English lay writer and politician

Sir Edward Leigh (24 March 1602 – 2 June 1671) was an English lay writer, known particularly for his works on religious topics, and a politician who sat in the House of Commons from 1645 to 1648.

Leigh served as a colonel in the Parliamentary Army during the English Civil War.

==Life==

Born at Shawell, Leicestershire, he was the son and heir of Sir Henry Leigh, Sheriff of Staffordshire, who died in 1630.

Having matriculated at Magdalen Hall, Oxford, on 24 October 1617, he graduated as B.A. in 1620, before proceeding M.A. in 1623. After Oxford, Leigh entered the Middle Temple and became a painstaking student of divinity, law, and history. During the plague of 1625 he spent six months in France, and busied himself in making a collection of French proverbs. He subsequently moved to Banbury, Oxfordshire, to be near William Whately, whose preaching he admired.

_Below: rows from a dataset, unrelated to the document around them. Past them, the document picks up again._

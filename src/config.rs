use anyhow::Result;
use serde::{Deserialize, Serialize};

/// Más entradas que esto no caben en la descripción de un embed
pub const MAX_QUEUE_PREVIEW_LEN: usize = 25;

#[derive(Debug, Clone, Deserialize, Serialize)]
pub struct Config {
    // Discord
    pub discord_token: String,
    pub application_id: u64,
    pub guild_id: Option<u64>, // Para comandos de desarrollo

    // Audio
    pub default_volume: f32,

    // UI
    pub queue_preview_len: usize,
}

impl Config {
    pub fn load() -> Result<Self> {
        dotenvy::dotenv().ok();

        let config = Self {
            // Discord
            discord_token: std::env::var("DISCORD_TOKEN")?,
            application_id: std::env::var("APPLICATION_ID")?.parse()?,
            guild_id: std::env::var("GUILD_ID").ok().and_then(|s| s.parse().ok()),

            // Audio
            default_volume: std::env::var("DEFAULT_VOLUME")
                .unwrap_or_else(|_| "0.5".to_string())
                .parse()?,

            // UI
            queue_preview_len: std::env::var("QUEUE_PREVIEW_LEN")
                .unwrap_or_else(|_| "10".to_string())
                .parse()?,
        };

        config.validate()?;

        Ok(config)
    }

    /// Validates configuration values for correctness.
    ///
    /// - Volume must be between 0.0 and 2.0
    /// - The queue preview must show between 1 and [`MAX_QUEUE_PREVIEW_LEN`] tracks
    pub fn validate(&self) -> Result<()> {
        if !(0.0..=2.0).contains(&self.default_volume) {
            anyhow::bail!(
                "Default volume must be between 0.0 and 2.0, got: {}",
                self.default_volume
            );
        }

        if self.queue_preview_len == 0 {
            anyhow::bail!("Queue preview length must be greater than 0");
        }

        if self.queue_preview_len > MAX_QUEUE_PREVIEW_LEN {
            anyhow::bail!(
                "Queue preview length cannot exceed {}, got: {}",
                MAX_QUEUE_PREVIEW_LEN,
                self.queue_preview_len
            );
        }

        Ok(())
    }

    /// Returns a summary of the current configuration for logging.
    ///
    /// The token is never included.
    pub fn summary(&self) -> String {
        format!(
            "Config Summary:\n  \
            Discord: App ID {} (Guild: {})\n  \
            Audio: {}% vol\n  \
            UI: {} tracks in queue preview",
            self.application_id,
            self.guild_id
                .map_or("global".to_string(), |id| id.to_string()),
            (self.default_volume * 100.0) as u32,
            self.queue_preview_len,
        )
    }
}

impl Default for Config {
    fn default() -> Self {
        Self {
            discord_token: String::new(),
            application_id: 0,
            guild_id: None,
            default_volume: 0.5,
            queue_preview_len: 10,
        }
    }
}
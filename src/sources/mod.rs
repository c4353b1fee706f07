use anyhow::Result;
use songbird::input::{AuxMetadata, Compose, YoutubeDl};
use std::time::Duration;
use tracing::{debug, info};

use crate::audio::track::TrackDescriptor;

const UNKNOWN_TRACK_TITLE: &str = "Canción desconocida";

/// Resuelve lo que escribe el usuario (URL o búsqueda) a un track listo
/// para encolar, usando yt-dlp a través de songbird.
pub struct TrackResolver {
    http: reqwest::Client,
}

impl TrackResolver {
    pub fn new(http: reqwest::Client) -> Self {
        Self { http }
    }

    pub async fn resolve(&self, query: &str, requested_by: &str) -> Result<TrackDescriptor> {
        let query = query.trim();
        if query.is_empty() {
            anyhow::bail!("Proporciona un enlace o nombre de canción");
        }

        let mut ytdl = if is_url(query) {
            debug!("🔗 Resolviendo URL: {}", query);
            YoutubeDl::new(self.http.clone(), query.to_string())
        } else {
            debug!("🔍 Buscando: {}", query);
            YoutubeDl::new_search(self.http.clone(), query.to_string())
        };

        let metadata = ytdl
            .aux_metadata()
            .await
            .map_err(|e| anyhow::anyhow!("No se encontraron resultados: {}", e))?;

        let track = track_from_metadata(metadata, requested_by)?;
        info!("✅ Resuelto: {} ({})", track.title(), track.url());
        Ok(track)
    }
}

/// Sólo http(s) cuenta como enlace; lo demás es una búsqueda.
pub fn is_url(query: &str) -> bool {
    url::Url::parse(query)
        .map(|url| matches!(url.scheme(), "http" | "https"))
        .unwrap_or(false)
}

pub fn track_from_metadata(metadata: AuxMetadata, requested_by: &str) -> Result<TrackDescriptor> {
    let url = metadata
        .source_url
        .ok_or_else(|| anyhow::anyhow!("El resultado no tiene URL reproducible"))?;

    let mut track = TrackDescriptor::new(
        metadata
            .title
            .unwrap_or_else(|| UNKNOWN_TRACK_TITLE.to_string()),
        url,
        metadata.duration.unwrap_or(Duration::ZERO),
        requested_by,
    );

    if let Some(thumbnail) = metadata.thumbnail {
        track = track.with_thumbnail(thumbnail);
    }

    Ok(track)
}
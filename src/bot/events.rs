use serenity::{async_trait, model::id::GuildId};
use songbird::{Event as VoiceEvent, EventContext, EventHandler as VoiceEventHandler};
use tracing::{debug, warn};

use crate::audio::backend::{ConnectionSignals, TrackSignals};

/// Handler para cuando termina un track (natural o por stop)
pub struct TrackEndNotifier {
    pub guild_id: GuildId,
    pub signals: TrackSignals,
}

#[async_trait]
impl VoiceEventHandler for TrackEndNotifier {
    async fn act(&self, _ctx: &EventContext<'_>) -> Option<VoiceEvent> {
        debug!(
            "🎵 Track {:?} terminó en guild {}",
            self.signals.token(),
            self.guild_id
        );
        self.signals.finished();
        None
    }
}

/// Handler para errores de tracks
pub struct TrackErrorNotifier {
    pub guild_id: GuildId,
    pub signals: TrackSignals,
}

#[async_trait]
impl VoiceEventHandler for TrackErrorNotifier {
    async fn act(&self, ctx: &EventContext<'_>) -> Option<VoiceEvent> {
        let reason = match ctx {
            EventContext::Track(track_list) => track_list
                .iter()
                .map(|(state, _handle)| format!("{:?}", state.playing))
                .collect::<Vec<_>>()
                .join(", "),
            _ => "error desconocido".to_string(),
        };

        warn!("❌ Error en track para guild {}: {}", self.guild_id, reason);
        self.signals.errored(reason);
        None
    }
}

/// Handler para desconexiones del driver de voz
pub struct DisconnectNotifier {
    pub guild_id: GuildId,
    pub signals: ConnectionSignals,
}

#[async_trait]
impl VoiceEventHandler for DisconnectNotifier {
    async fn act(&self, ctx: &EventContext<'_>) -> Option<VoiceEvent> {
        if let EventContext::DriverDisconnect(data) = ctx {
            warn!(
                "🔌 Driver de voz desconectado en guild {}: {:?}",
                self.guild_id, data.reason
            );
            self.signals.disconnected();
        }

        None
    }
}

Knighted in 1632 being of Staffordshire landed gentry, he was later noted for his anti-Catholicism. At the outbreak of civil war, Leigh upon being appointed colonel in the Parliamentary Army preferred not to be styled Sir. On 30 September 1644 he presented to parliament a petition from Staffordshire Parliamentarians complaining of Cavalier oppression, and made a speech which was printed. In 1645 he was elected Member of Parliament for Stafford in the Long Parliament to replace those MPs who had been declared 'disabled to sit'. His theological attainments procured him a seat at the Westminster Assembly. His signature is affixed to the letter written in the name of the Parliamentary Committee which granted powers to the Visitors of the University of Oxford in 1647. Having in December 1648 voted that the King's concessions were satisfactory, Sir Edward was expelled from the House under Pride's Purge. From then he appears to have avoided public life.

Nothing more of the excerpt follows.